Using that plan, an international team of 11 labs is working to modify the yeast genome. Led by Jef Boeke, the founding director of The Institute for Systems Genetics at NYU Langone Medical Center, the team are planning to redesign entire life forms from scratch. By redesigning or modifying entire genomes, “you really can construct something that’s completely new,” Boeke told the Associated Press.
What makes this research so groundbreaking is that the researchers swapped out entire sections of the yeast DNA with artificially created ones. Yeast DNA contains 12 million base pairs of chemicals known as Adenine (A), Thymine (T), Guanine (G), and Cytosine (C). The way each base pair is combined determines the type of instruction to the cell the DNA provides.
The researchers use computers to sequence the natural genome of yeast, after which they instruct the computer to make specific changes to the genome structure. Changes include rearranging the order of the genes that may help the ability for the yeast to grow better. After the changes are made, they are sent to other labs where they are joined to build even larger genomes.
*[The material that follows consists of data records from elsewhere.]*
//! The embedded district catalog.
//!
//! The table lives in `data/districts.toml` and is embedded via
//! `include_str!`. Adding a district means adding a `[[districts]]` entry
//! there (and its boundary polygon in the map package).

use std::collections::BTreeSet;
use std::sync::OnceLock;

use oslo_market_district_models::{AGGREGATE_ID, DistrictRecord};
use serde::Deserialize;

use crate::CatalogError;
use crate::price::base_price_per_area;

/// Number of districts in the embedded table, aggregate excluded. Enforced
/// by a test.
#[cfg(test)]
const EXPECTED_DISTRICT_COUNT: usize = 16;

/// Embedded district table.
const DISTRICTS_TOML: &str = include_str!("../data/districts.toml");

/// On-disk shape of the district table.
#[derive(Debug, Deserialize)]
struct CatalogTable {
    aggregate: DistrictRecord,
    districts: Vec<DistrictRecord>,
}

/// Immutable, validated set of district records.
#[derive(Debug, Clone)]
pub struct Catalog {
    districts: Vec<DistrictRecord>,
    aggregate: DistrictRecord,
}

impl Catalog {
    /// Builds a catalog from an aggregate record and the districts in
    /// canonical order.
    ///
    /// # Errors
    ///
    /// Returns a [`CatalogError`] if any record has an empty id or name,
    /// ids are not unique, the aggregate does not use [`AGGREGATE_ID`], or
    /// any stored price per area does not parse.
    pub fn new(
        aggregate: DistrictRecord,
        districts: Vec<DistrictRecord>,
    ) -> Result<Self, CatalogError> {
        if aggregate.id != AGGREGATE_ID {
            return Err(CatalogError::AggregateId {
                expected: AGGREGATE_ID,
                found: aggregate.id,
            });
        }

        let mut seen = BTreeSet::new();
        for record in std::iter::once(&aggregate).chain(&districts) {
            validate_record(record)?;
            if !seen.insert(record.id.as_str()) {
                return Err(CatalogError::DuplicateId {
                    id: record.id.clone(),
                });
            }
        }

        Ok(Self {
            districts,
            aggregate,
        })
    }

    /// Parses and validates a catalog from a TOML table with one
    /// `[aggregate]` entry and any number of `[[districts]]` entries.
    ///
    /// # Errors
    ///
    /// Returns a [`CatalogError`] if the TOML does not match the schema or
    /// fails validation (see [`Catalog::new`]).
    pub fn from_toml_str(toml_str: &str) -> Result<Self, CatalogError> {
        let table: CatalogTable = toml::de::from_str(toml_str)?;
        Self::new(table.aggregate, table.districts)
    }

    /// Loads the embedded district table.
    ///
    /// # Errors
    ///
    /// Returns a [`CatalogError`] if the embedded table is malformed.
    pub fn load() -> Result<Self, CatalogError> {
        let catalog = Self::from_toml_str(DISTRICTS_TOML)?;
        log::debug!(
            "Loaded district catalog with {} districts",
            catalog.districts.len()
        );
        Ok(catalog)
    }

    /// Returns the districts in canonical order. The aggregate record is
    /// not part of this list.
    #[must_use]
    pub fn list_districts(&self) -> &[DistrictRecord] {
        &self.districts
    }

    /// Returns the whole-city aggregate record.
    #[must_use]
    pub const fn aggregate(&self) -> &DistrictRecord {
        &self.aggregate
    }

    /// Looks up a record by id. The aggregate record is found by its
    /// reserved id as well.
    #[must_use]
    pub fn find_by_id(&self, id: &str) -> Option<&DistrictRecord> {
        if id == self.aggregate.id {
            return Some(&self.aggregate);
        }
        self.districts.iter().find(|d| d.id == id)
    }

    /// Looks up a record by id, substituting the aggregate record when the
    /// id is unknown.
    #[must_use]
    pub fn find_or_aggregate(&self, id: &str) -> &DistrictRecord {
        self.find_by_id(id).unwrap_or_else(|| {
            log::debug!("Unknown district id '{id}', falling back to aggregate");
            &self.aggregate
        })
    }

    /// Resolves an optional id, with `None` and unknown ids both yielding
    /// the aggregate record.
    #[must_use]
    pub fn resolve(&self, id: Option<&str>) -> &DistrictRecord {
        id.map_or(&self.aggregate, |id| self.find_or_aggregate(id))
    }
}

fn validate_record(record: &DistrictRecord) -> Result<(), CatalogError> {
    if record.id.trim().is_empty() {
        return Err(CatalogError::EmptyField {
            id: record.id.clone(),
            field: "id",
        });
    }
    if record.name.trim().is_empty() {
        return Err(CatalogError::EmptyField {
            id: record.id.clone(),
            field: "name",
        });
    }
    base_price_per_area(record)?;
    Ok(())
}

/// Returns the process-wide catalog built from the embedded table.
///
/// # Panics
///
/// Panics if the embedded table fails to load. Since it is a compile-time
/// constant, a failure indicates a development error and is caught by the
/// tests in this module.
pub fn catalog() -> &'static Catalog {
    static CATALOG: OnceLock<Catalog> = OnceLock::new();
    CATALOG.get_or_init(|| {
        Catalog::load().unwrap_or_else(|e| panic!("Failed to load embedded district table: {e}"))
    })
}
Although the size of the DNA is relatively small—the human genome has 3.2 billion base pairs—it still requires a considerable multinational effort to perform the experiments. Boeke has organized labs from the United States, United Kingdom, Australia, China, and Singapore to split up the work so that it is more manageable.
This type of genetic engineering has been in use for decades, with many new types of bacteria being created in the lab. What separates this research from the former experiments is that the scale of the operation is far larger than any previous work.
Currently, scientists have an incomplete understanding about how the instructions in DNA work. By tinkering with the base pairs inside yeast, the research presented here will be essential to understanding how the various mechanisms work together and how they can be used as tools for better genetic engineering. Applications for the technology include creating microbes the eat toxic waste, produce hydrogen more efficiently, create vaccines and countless other possibilities.
The research marks a significant step toward what might be possible with genetic engineering, and, within adequate ethical regulations, the scope of the study could lead to significant breakthroughs. Currently, the scientists are limited to altering the genomes of simple organisms with less than a billion base pairs, but Boeke hopes that one day he might be able to perform similar experiments on more complex organisms.
“The notion that we could actually write a human genome is simultaneously thrilling to some and not so thrilling to others,” Boeke told the Associated Press. “So we recognize this is going to take a lot of discussion.”
Any genome that has more base pairs, including the human genome, will require a monumental effort by scientists and regulators to ensure that it is conducted safely and responsibly. In the meantime, Boeke and his team of researchers hope to replace the entire yeast genome with an artificial one by the end of the year.